From the show's opening scenes it was just like a real-life version of the The Addams Family. While Morticia, sorry Sharon, directed the unpacking, you kept looking around for the Thing.
Pretty soon the clan had hired a security guard who was offering any takers a feel of his blood clot and behaving pretty much in the same gothic league as the Addams' zombie butler.
But this is not how The Osbournes is packaged. It's an MTV show so naturally comes wrapped in post-modern irony, with the cheesy titles and graphics of one of those sweet family sitcoms from TV's age of innocence. It even has a role for the nanny.
The show has been a hit overseas and it's not hard to see why. The appeal of the incongruities embodied in this lot is enormous.
When he's not snarling and chewing up the stage, Osbourne looks ready to be packed off to a home for the bewildered. He's hopelessly inept with the domestic gadgetry and as dazed as any parent by teenage daughter Kelly's "wobblers".

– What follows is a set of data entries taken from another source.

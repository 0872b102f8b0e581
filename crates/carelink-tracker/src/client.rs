//! Async HTTP client wrapping the Carelink JSON API.

use std::{collections::HashMap, sync::Mutex, time::Duration};

use carelink_core::{
  position::{HomeView, LiveView},
  subject::AccountId,
};
use reqwest::{Client, Response, StatusCode, header};
use serde::Deserialize;

use crate::feed::{FeedError, PositionFeed};

/// Connection settings for the Carelink API.
#[derive(Debug, Clone)]
pub struct ApiConfig {
  pub base_url:        String,
  pub request_timeout: Duration,
}

#[derive(Deserialize)]
struct LinkBody {
  caregiver_id: AccountId,
}

/// Async HTTP client for the Carelink REST API.
///
/// Remembers the last `ETag` per caregiver so repeated polls of an unchanged
/// position come back as `304 Not Modified`.
pub struct ApiClient {
  client: Client,
  config: ApiConfig,
  last:   Mutex<HashMap<AccountId, (String, LiveView)>>,
}

impl ApiClient {
  pub fn new(config: ApiConfig) -> Result<Self, FeedError> {
    let client = Client::builder().timeout(config.request_timeout).build()?;
    Ok(Self { client, config, last: Mutex::new(HashMap::new()) })
  }

  fn url(&self, path: &str) -> String {
    format!(
      "{}/api{}",
      self.config.base_url.trim_end_matches('/'),
      path
    )
  }

  /// `GET /api/clients/<id>/home`: `None` when no home can be determined.
  pub async fn client_home(&self, client: &AccountId) -> Result<Option<HomeView>, FeedError> {
    let resp = self
      .client
      .get(self.url(&format!("/clients/{client}/home")))
      .send()
      .await?;
    match resp.status() {
      StatusCode::NOT_FOUND => Ok(None),
      s if s.is_success() => Ok(Some(resp.json().await?)),
      s => Err(FeedError::Status(s)),
    }
  }

  fn cached(&self, caregiver: &AccountId) -> Option<(String, LiveView)> {
    self
      .last
      .lock()
      .unwrap_or_else(|poisoned| poisoned.into_inner())
      .get(caregiver)
      .cloned()
  }

  fn remember(&self, caregiver: &AccountId, entry: Option<(String, LiveView)>) {
    let mut last = self.last.lock().unwrap_or_else(|poisoned| poisoned.into_inner());
    match entry {
      Some(entry) => last.insert(caregiver.clone(), entry),
      None => last.remove(caregiver),
    };
  }

  async fn read_position(
    &self,
    caregiver: &AccountId,
    resp: Response,
  ) -> Result<Option<LiveView>, FeedError> {
    match resp.status() {
      StatusCode::NOT_MODIFIED => self
        .cached(caregiver)
        .map(|(_, view)| Some(view))
        .ok_or(FeedError::StaleCache),
      StatusCode::NOT_FOUND => {
        self.remember(caregiver, None);
        Ok(None)
      }
      s if s.is_success() => {
        let etag = resp
          .headers()
          .get(header::ETAG)
          .and_then(|v| v.to_str().ok())
          .map(str::to_string);
        let view: LiveView = resp.json().await?;
        self.remember(caregiver, etag.map(|tag| (tag, view.clone())));
        Ok(Some(view))
      }
      s => Err(FeedError::Status(s)),
    }
  }
}

impl PositionFeed for ApiClient {
  /// `GET /api/links/<client>`
  async fn linked_caregiver<'a>(
    &'a self,
    client: &'a AccountId,
  ) -> Result<Option<AccountId>, FeedError> {
    let resp = self
      .client
      .get(self.url(&format!("/links/{client}")))
      .send()
      .await?;
    match resp.status() {
      StatusCode::NOT_FOUND => Ok(None),
      s if s.is_success() => Ok(Some(resp.json::<LinkBody>().await?.caregiver_id)),
      s => Err(FeedError::Status(s)),
    }
  }

  /// `GET /api/positions/<caregiver>?role=caregiver`
  async fn caregiver_position<'a>(
    &'a self,
    caregiver: &'a AccountId,
  ) -> Result<Option<LiveView>, FeedError> {
    let mut req = self
      .client
      .get(self.url(&format!("/positions/{caregiver}")))
      .query(&[("role", "caregiver")]);
    if let Some((etag, _)) = self.cached(caregiver) {
      req = req.header(header::IF_NONE_MATCH, etag);
    }
    let resp = req.send().await?;
    self.read_position(caregiver, resp).await
  }
}
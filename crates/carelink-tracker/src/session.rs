//! Per-view tracking session.
//!
//! One session is one tokio task:
//!
//! ```text
//! Idle ──start──▶ Resolving ──link──▶ Polling ──cancel / view closed / too many failures──▶ Stopped
//!                     │
//!                     └──no link──▶ Stopped(NoLink)
//! ```
//!
//! Within a session reads are strictly sequential. Each read is raced
//! against the session's [`CancellationToken`] and bounded by
//! [`TrackerConfig::read_timeout`]; cancelling drops the in-flight read.

use std::{future::Future, sync::Arc, time::Duration};

use carelink_core::{
  position::{Coordinates, LiveView},
  subject::AccountId,
};
use tokio::{
  sync::{mpsc, watch},
  task::{JoinError, JoinHandle},
};
use tokio_util::sync::CancellationToken;
use tracing::{debug, info, warn};

use crate::feed::{FeedError, PositionFeed};

const UPDATE_BUFFER: usize = 16;

// ─── Configuration ────────────────────────────────────────────────────────────

/// Timing policy for a session.
#[derive(Debug, Clone)]
pub struct TrackerConfig {
  /// Delay between healthy ticks.
  pub interval:                 Duration,
  /// Upper bound on a single feed read.
  pub read_timeout:             Duration,
  /// Ceiling for the failure backoff.
  pub backoff_cap:              Duration,
  /// Consecutive failures before [`ProximityUpdate::Degraded`] is emitted.
  pub surface_failures_after:   u32,
  /// Consecutive failures that end the session.
  pub max_consecutive_failures: u32,
}

impl Default for TrackerConfig {
  fn default() -> Self {
    Self {
      interval:                 Duration::from_secs(3),
      read_timeout:             Duration::from_secs(5),
      backoff_cap:              Duration::from_secs(30),
      surface_failures_after:   2,
      max_consecutive_failures: 10,
    }
  }
}

impl TrackerConfig {
  /// `min(interval * 2^failures, backoff_cap)`; `interval` when healthy.
  pub fn retry_delay(&self, failures: u32) -> Duration {
    let factor = 1u32.checked_shl(failures).unwrap_or(u32::MAX);
    self.interval.saturating_mul(factor).min(self.backoff_cap)
  }
}

// ─── State ────────────────────────────────────────────────────────────────────

#[derive(Debug, Clone, Copy, PartialEq, Eq)]
pub enum StopReason {
  /// The client has no linked caregiver.
  NoLink,
  /// [`SessionHandle::cancel`] was called.
  Cancelled,
  /// The update receiver was dropped.
  ViewClosed,
  /// `max_consecutive_failures` reads failed in a row.
  TooManyFailures,
}

#[derive(Debug, Clone, PartialEq, Eq)]
pub enum SessionState {
  Idle,
  Resolving,
  Polling { caregiver: AccountId },
  Stopped(StopReason),
}

/// Published on the session's watch channel after every transition and tick.
#[derive(Debug, Clone, PartialEq, Eq)]
pub struct SessionSnapshot {
  pub state:                SessionState,
  pub consecutive_failures: u32,
}

/// What the view should render after a tick.
#[derive(Debug, Clone, PartialEq)]
pub enum ProximityUpdate {
  Located {
    caregiver:   AccountId,
    fix:         LiveView,
    /// `None` when the client's home is unknown.
    distance_km: Option<f64>,
  },
  /// The caregiver has never reported a position.
  NoDataYet { caregiver: AccountId },
  /// Reads keep failing; polling continues after `retry_in`.
  Degraded {
    consecutive_failures: u32,
    retry_in:             Duration,
  },
}

// ─── Handle ───────────────────────────────────────────────────────────────────

/// Owner-side handle of a running session.
pub struct SessionHandle {
  cancel:   CancellationToken,
  snapshot: watch::Receiver<SessionSnapshot>,
  task:     JoinHandle<StopReason>,
}

impl SessionHandle {
  /// Request teardown. Returns immediately; [`join`](Self::join) to wait.
  pub fn cancel(&self) { self.cancel.cancel(); }

  pub fn snapshot(&self) -> watch::Receiver<SessionSnapshot> { self.snapshot.clone() }

  /// Wait for the session task to finish.
  pub async fn join(self) -> Result<StopReason, JoinError> { self.task.await }
}

/// Start a session for `client`. Updates arrive on the returned receiver;
/// dropping it ends the session with [`StopReason::ViewClosed`].
pub fn spawn<F>(
  feed: Arc<F>,
  client: AccountId,
  home: Option<Coordinates>,
  config: TrackerConfig,
) -> (SessionHandle, mpsc::Receiver<ProximityUpdate>)
where
  F: PositionFeed + 'static,
{
  let cancel = CancellationToken::new();
  let (update_tx, update_rx) = mpsc::channel(UPDATE_BUFFER);
  let (snapshot_tx, snapshot_rx) = watch::channel(SessionSnapshot {
    state:                SessionState::Idle,
    consecutive_failures: 0,
  });

  let session = Session {
    feed,
    client,
    home,
    config,
    cancel: cancel.clone(),
    updates: update_tx,
    snapshot: snapshot_tx,
    failures: 0,
  };
  let task = tokio::spawn(session.run());

  let handle = SessionHandle { cancel, snapshot: snapshot_rx, task };
  (handle, update_rx)
}

// ─── Session task ─────────────────────────────────────────────────────────────

struct Session<F> {
  feed:     Arc<F>,
  client:   AccountId,
  home:     Option<Coordinates>,
  config:   TrackerConfig,
  cancel:   CancellationToken,
  updates:  mpsc::Sender<ProximityUpdate>,
  snapshot: watch::Sender<SessionSnapshot>,
  failures: u32,
}

impl<F: PositionFeed> Session<F> {
  async fn run(mut self) -> StopReason {
    let reason = match self.resolve().await {
      Ok(caregiver) => self.poll(caregiver).await,
      Err(reason) => reason,
    };
    self.set_state(SessionState::Stopped(reason));
    info!(client = %self.client, ?reason, "tracking session stopped");
    reason
  }

  async fn resolve(&mut self) -> Result<AccountId, StopReason> {
    self.set_state(SessionState::Resolving);
    let feed = Arc::clone(&self.feed);
    let client = self.client.clone();

    loop {
      match self.guarded(feed.linked_caregiver(&client)).await? {
        Ok(Some(caregiver)) => {
          self.set_failures(0);
          return Ok(caregiver);
        }
        Ok(None) => {
          debug!(%client, "no linked caregiver");
          return Err(StopReason::NoLink);
        }
        Err(e) => {
          let delay = self.on_failure(e).await?;
          self.sleep(delay).await?;
        }
      }
    }
  }

  async fn poll(&mut self, caregiver: AccountId) -> StopReason {
    info!(client = %self.client, %caregiver, "polling caregiver position");
    self.set_state(SessionState::Polling { caregiver: caregiver.clone() });
    loop {
      if let Err(reason) = self.tick(&caregiver).await {
        return reason;
      }
    }
  }

  /// One read, one update, one sleep.
  async fn tick(&mut self, caregiver: &AccountId) -> Result<(), StopReason> {
    let feed = Arc::clone(&self.feed);
    let delay = match self.guarded(feed.caregiver_position(caregiver)).await? {
      Ok(found) => {
        self.set_failures(0);
        let update = match found {
          Some(fix) => {
            let distance_km = self.home.map(|home| home.distance_km(&fix.coordinates));
            debug!(%caregiver, ?distance_km, "caregiver located");
            ProximityUpdate::Located { caregiver: caregiver.clone(), fix, distance_km }
          }
          None => {
            debug!(%caregiver, "no position reported yet");
            ProximityUpdate::NoDataYet { caregiver: caregiver.clone() }
          }
        };
        self.emit(update).await?;
        self.config.interval
      }
      Err(e) => self.on_failure(e).await?,
    };
    self.sleep(delay).await
  }

  /// Race `read` against cancellation and the read timeout. The outer error
  /// ends the session; the inner one is a failed read.
  async fn guarded<T>(
    &self,
    read: impl Future<Output = Result<T, FeedError>>,
  ) -> Result<Result<T, FeedError>, StopReason> {
    let timeout = self.config.read_timeout;
    tokio::select! {
      biased;
      _ = self.cancel.cancelled() => Err(StopReason::Cancelled),
      res = tokio::time::timeout(timeout, read) => {
        Ok(res.unwrap_or(Err(FeedError::Timeout(timeout))))
      }
    }
  }

  /// Count a failed read and return the delay before the next attempt.
  async fn on_failure(&mut self, error: FeedError) -> Result<Duration, StopReason> {
    let failures = self.failures + 1;
    self.set_failures(failures);
    warn!(client = %self.client, failures, %error, "feed read failed");

    if failures >= self.config.max_consecutive_failures {
      return Err(StopReason::TooManyFailures);
    }
    let retry_in = self.config.retry_delay(failures);
    if failures >= self.config.surface_failures_after {
      self
        .emit(ProximityUpdate::Degraded { consecutive_failures: failures, retry_in })
        .await?;
    }
    Ok(retry_in)
  }

  async fn emit(&self, update: ProximityUpdate) -> Result<(), StopReason> {
    tokio::select! {
      biased;
      _ = self.cancel.cancelled() => Err(StopReason::Cancelled),
      sent = self.updates.send(update) => sent.map_err(|_| StopReason::ViewClosed),
    }
  }

  async fn sleep(&self, delay: Duration) -> Result<(), StopReason> {
    tokio::select! {
      biased;
      _ = self.cancel.cancelled() => Err(StopReason::Cancelled),
      _ = self.updates.closed() => Err(StopReason::ViewClosed),
      _ = tokio::time::sleep(delay) => Ok(()),
    }
  }

  fn set_state(&self, state: SessionState) {
    self.snapshot.send_modify(|s| s.state = state);
  }

  fn set_failures(&mut self, failures: u32) {
    self.failures = failures;
    self.snapshot.send_modify(|s| s.consecutive_failures = failures);
  }
}

#[cfg(test)]
mod tests {
  use super::*;

  #[test]
  fn retry_delay_doubles_up_to_the_cap() {
    let cfg = TrackerConfig::default();
    assert_eq!(cfg.retry_delay(0), Duration::from_secs(3));
    assert_eq!(cfg.retry_delay(1), Duration::from_secs(6));
    assert_eq!(cfg.retry_delay(3), Duration::from_secs(24));
    assert_eq!(cfg.retry_delay(4), Duration::from_secs(30));
    assert_eq!(cfg.retry_delay(40), Duration::from_secs(30));
  }
}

The show reveals such endearing scenes as the metal legend getting hopelessly entangled in the arms of the makeup chair by the long black fringes of his sleeves.
Last night's opening episode offered such amusements as Sharon telling us what a sensitive soul son Jack was while the boy is strolling round in the background dressed in fatigues and stabbing a box with one of dad's bayonets. Kelly's withering disdain for the excruciatingly uncool behaviour of father, the man many regard as a rock icon, was straight from the manual of teen drama.
This is a family who like to watch the "War Channel" while cuddling the family cat, whose distinct unease is a stark reminder that this is the domicile of a man who once bit the head off a bat on stage.
Yet for all the bleeped-out language and the fighting, the Osbournes are a doting and caring family at heart. Nanny doesn't want son Jack to watch a documentary on marijuana; mum and dad tell the kids not to drink, take drugs and if they are going to have sex to please use a condom.
In one of his more lucid moments, Ozzy declares fondly to his family: "I love you all, I love you more than life itself, you are all f*** mad."
At one stage, Sharon suggests the family are in need of a good roundtable discussion - a moment which was typical of the charm of the show.
Behind the death head doorknocker, the alarming weaponry and the obvious mistrust of the family pets, the Partridge Family is lurking.